**Collection entries**

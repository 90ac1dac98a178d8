use std::fmt;
use std::fmt::Formatter;
use crate::models::weather_condition::WeatherCondition;

/// One 3-hour forecast slot as delivered by the weather provider
#[derive(Clone, Debug, PartialEq)]
pub struct ForecastSample {
    /// Epoch seconds
    pub timestamp: i64,
    /// Degrees Celsius
    pub temperature: f64,
    pub condition_code: String,
    /// Probability of precipitation, 0.0 - 1.0
    pub pop: f64,
}

/// One entry in the hourly strip
#[derive(Clone, Debug, PartialEq)]
pub struct HourlyEntry {
    pub timestamp: i64,
    pub temperature: i32,
    pub condition: WeatherCondition,
    pub hour_label: String,
    /// Precipitation chance in percent
    pub pop: u8,
}

/// Implementation of the Display Trait for pretty print
impl fmt::Display for HourlyEntry {
    fn fmt(&self, f: &mut Formatter) -> fmt::Result {
        write!(f, "{:>3} {:>4}° {:<17} {:>3}%",
               self.hour_label, self.temperature, self.condition.icon(), self.pop)
    }
}

/// Per-day roll-up of the forecast
#[derive(Clone, Debug, PartialEq)]
pub struct DailyAggregate {
    pub date_label: String,
    pub min: i32,
    pub max: i32,
    pub condition: WeatherCondition,
    /// Highest precipitation chance of the day in percent
    pub pop: u8,
}

/// Implementation of the Display Trait for pretty print
impl fmt::Display for DailyAggregate {
    fn fmt(&self, f: &mut Formatter) -> fmt::Result {
        write!(f, "{:<5} {:<17} {:>4}° / {:>4}° {:>3}%",
               self.date_label, self.condition.icon(), self.min, self.max, self.pop)
    }
}

/// Current conditions at the configured location
#[derive(Clone, Debug, PartialEq)]
pub struct CurrentConditions {
    pub temperature: i32,
    pub condition: WeatherCondition,
    /// Relative humidity in percent
    pub humidity: u8,
    /// Meters per second
    pub wind_speed: f64,
    pub location_label: String,
}

/// Implementation of the Display Trait for pretty print
impl fmt::Display for CurrentConditions {
    fn fmt(&self, f: &mut Formatter) -> fmt::Result {
        write!(f, "{} {}° {} ({}) humidity {}%, wind {:.1} m/s",
               self.location_label, self.temperature, self.condition.label(),
               self.condition.icon(), self.humidity, self.wind_speed)
    }
}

**Task requirements**
Every line above in which the word "humidity" occurs needs to be copied.

**Solution to this problem**
    /// Relative humidity in percent
    pub humidity: u8,
        write!(f, "{} {}° {} ({}) humidity {}%, wind {:.1} m/s",
               self.condition.icon(), self.humidity, self.wind_speed)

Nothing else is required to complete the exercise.